「チャップリンにおけるギャグ」


9 「チャップリンにおけるギャグ」


「ギャグ」は、一般的に行動を自動的にしようとする独自の様式をもったひとつの手法である。要は、コメディア・デ・ラルトの仮面が人物を自動的にしようとするのと少しばかり似ている。「ギャグ」と「仮面」は二つの極(全く正反対の二つの用法)の間を動く。それというのは、一方でそれらは、行動と人物を不−自然な表象の要素として現れる抽象へと変容させながら、最大限の自動化に達することができるということであり、他方で、それらが必然的に、言うなれば技術的に、なすところの総合(統合)を通じて、それらは行動や人物の人間性を本質的なものにし、それらを雷に打たれ霊感を受けたごとき諸々の契機のひとつとして提示するということであり、つまり現実をその極みにおいて明示するのである(またそれ故、情景は、ほんのわずかの自然主義的なものもなく、現実主義的である)。「ギャグ」は一般的にはフィルムの中にまき散らされ、ある異なるタイプであるナレーション(語り)の技術を遮るものである。唯一無声喜劇映画だけがもっぱらギャグで形成される。それ故、それら無声喜劇映画は技術的で独自の様式をもったひとつの例外的な現象である。チャップリンの映画の中には、他の映画の中にあるすべてのものがない。
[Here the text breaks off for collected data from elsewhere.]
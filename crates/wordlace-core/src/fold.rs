//! Case and diacritic folding.
//!
//! Puzzle letters are uppercase and, apart from a small allow-list of letters that
//! a language treats as distinct (by default `Ñ` and `Ç`), free of accents. The
//! fold uses a fixed substitution table so the result never depends on the host
//! locale or Unicode tables.

/// Letter folding rules for word normalization.
///
/// # Examples
///
/// ```
/// use wordlace_core::LetterFolding;
///
/// let folding = LetterFolding::default();
/// assert_eq!(folding.normalize("Pingüino-Ñandú!"), "PINGUINOÑANDU");
///
/// let strict = LetterFolding::new([]);
/// assert_eq!(strict.normalize("Año"), "ANO");
/// ```
#[derive(Debug, Clone, PartialEq, Eq)]
pub struct LetterFolding {
    preserved: Vec<char>,
}

impl Default for LetterFolding {
    fn default() -> Self {
        Self::new(Self::DEFAULT_PRESERVED)
    }
}

impl LetterFolding {
    /// Letters kept as-is unless configured otherwise.
    pub const DEFAULT_PRESERVED: [char; 2] = ['Ñ', 'Ç'];

    /// Creates folding rules that keep the given letters unchanged.
    ///
    /// Letters are compared after uppercasing, so `ñ` and `Ñ` are equivalent here.
    #[must_use]
    pub fn new(preserved: impl IntoIterator<Item = char>) -> Self {
        Self {
            preserved: preserved.into_iter().flat_map(char::to_uppercase).collect(),
        }
    }

    /// Returns the preserved letters in uppercase.
    #[must_use]
    pub fn preserved(&self) -> &[char] {
        &self.preserved
    }

    /// Uppercases `text`, folds diacritics and drops everything that is not a
    /// letter or a digit.
    #[must_use]
    pub fn normalize(&self, text: &str) -> String {
        text.chars()
            .flat_map(char::to_uppercase)
            .map(|c| {
                if self.preserved.contains(&c) {
                    c
                } else {
                    fold_diacritic(c)
                }
            })
            .filter(|c| c.is_alphanumeric())
            .collect()
    }
}

/// Returns the key used to sort words for display.
///
/// The key lowercases and folds every accented letter, preserved or not, so that
/// `Ángel` sorts next to `Angel` instead of after `Zorro`.
#[must_use]
pub fn sort_key(text: &str) -> String {
    text.chars()
        .flat_map(char::to_uppercase)
        .map(fold_diacritic)
        .flat_map(char::to_lowercase)
        .collect()
}

/// Folds an uppercase accented letter to its base letter.
///
/// Characters outside the table are returned unchanged.
#[must_use]
pub fn fold_diacritic(c: char) -> char {
    match c {
        'À' | 'Á' | 'Â' | 'Ã' | 'Ä' | 'Å' | 'Ā' | 'Ă' | 'Ą' => 'A',
        'Ç' | 'Ć' | 'Ĉ' | 'Ċ' | 'Č' => 'C',
        'Ď' | 'Đ' => 'D',
        'È' | 'É' | 'Ê' | 'Ë' | 'Ē' | 'Ĕ' | 'Ė' | 'Ę' | 'Ě' => 'E',
        'Ĝ' | 'Ğ' | 'Ġ' | 'Ģ' => 'G',
        'Ì' | 'Í' | 'Î' | 'Ï' | 'Ĩ' | 'Ī' | 'Ĭ' | 'Į' | 'İ' => 'I',
        'Ł' | 'Ĺ' | 'Ļ' | 'Ľ' => 'L',
        'Ñ' | 'Ń' | 'Ņ' | 'Ň' => 'N',
        'Ò' | 'Ó' | 'Ô' | 'Õ' | 'Ö' | 'Ø' | 'Ō' | 'Ŏ' | 'Ő' => 'O',
        'Ŕ' | 'Ř' => 'R',
        'Ś' | 'Ŝ' | 'Ş' | 'Š' => 'S',
        'Ţ' | 'Ť' => 'T',
        'Ù' | 'Ú' | 'Û' | 'Ü' | 'Ũ' | 'Ū' | 'Ŭ' | 'Ů' | 'Ű' | 'Ų' => 'U',
        'Ý' | 'Ÿ' | 'Ŷ' => 'Y',
        'Ź' | 'Ż' | 'Ž' => 'Z',
        _ => c,
    }
}

#[cfg(test)]
mod tests {
    use super::*;

    #[test]
    fn test_normalize_strips_and_folds() {
        let folding = LetterFolding::default();
        assert_eq!(folding.normalize("crosswords"), "CROSSWORDS");
        assert_eq!(folding.normalize("  Émile Zola "), "EMILEZOLA");
        assert_eq!(folding.normalize("l'été"), "LETE");
        assert_eq!(folding.normalize("año 2024"), "AÑO2024");
        assert_eq!(folding.normalize("garçon"), "GARÇON");
        assert_eq!(folding.normalize("--"), "");
    }

    #[test]
    fn test_preserved_letters_are_configurable() {
        let folding = LetterFolding::new(['ö']);
        assert_eq!(folding.preserved(), ['Ö']);
        assert_eq!(folding.normalize("Öl Ñu"), "ÖLNU");
    }

    #[test]
    fn test_sort_key_folds_everything() {
        assert_eq!(sort_key("Ñandú"), "nandu");
        assert_eq!(sort_key("ÁRBOL"), "arbol");
        assert!(sort_key("Ángel") < sort_key("Zorro"));
    }

    #[test]
    fn test_fold_diacritic_passthrough() {
        assert_eq!(fold_diacritic('Q'), 'Q');
        assert_eq!(fold_diacritic('7'), '7');
        assert_eq!(fold_diacritic('Ű'), 'U');
    }
}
諸々のチャップリンのフィルムは、それ以外の映画に比べて、ある種の否定的な現象学の中で、引き算によって定義されうる。もちろんわたしはサイレント・フィルムについて言っているのであって、チャップリンのトーキー・フィルムでは、この独創性はもはや現れない。それらトーキー・フィルムには他の映画に共通に対話があり、対話はギャグの否定である。トーキー・フィルムの中では、それ故、「ギャグ」がもはや独自の様式をもった唯一の構造を形成せず、もうひとつの別の構造、視・聴覚的な構造であるものにとって代わられる。そこでは、マイムあるいは純粋な身体的(物理的)現前と、話し言葉が併合され、それで、上に行ったような「ほんのわずかの自然主義」を回避できないのである。そしてそれ「自然主義」は「ギャグ」の純粋に現実的な総合とは両立しないのである。(1971)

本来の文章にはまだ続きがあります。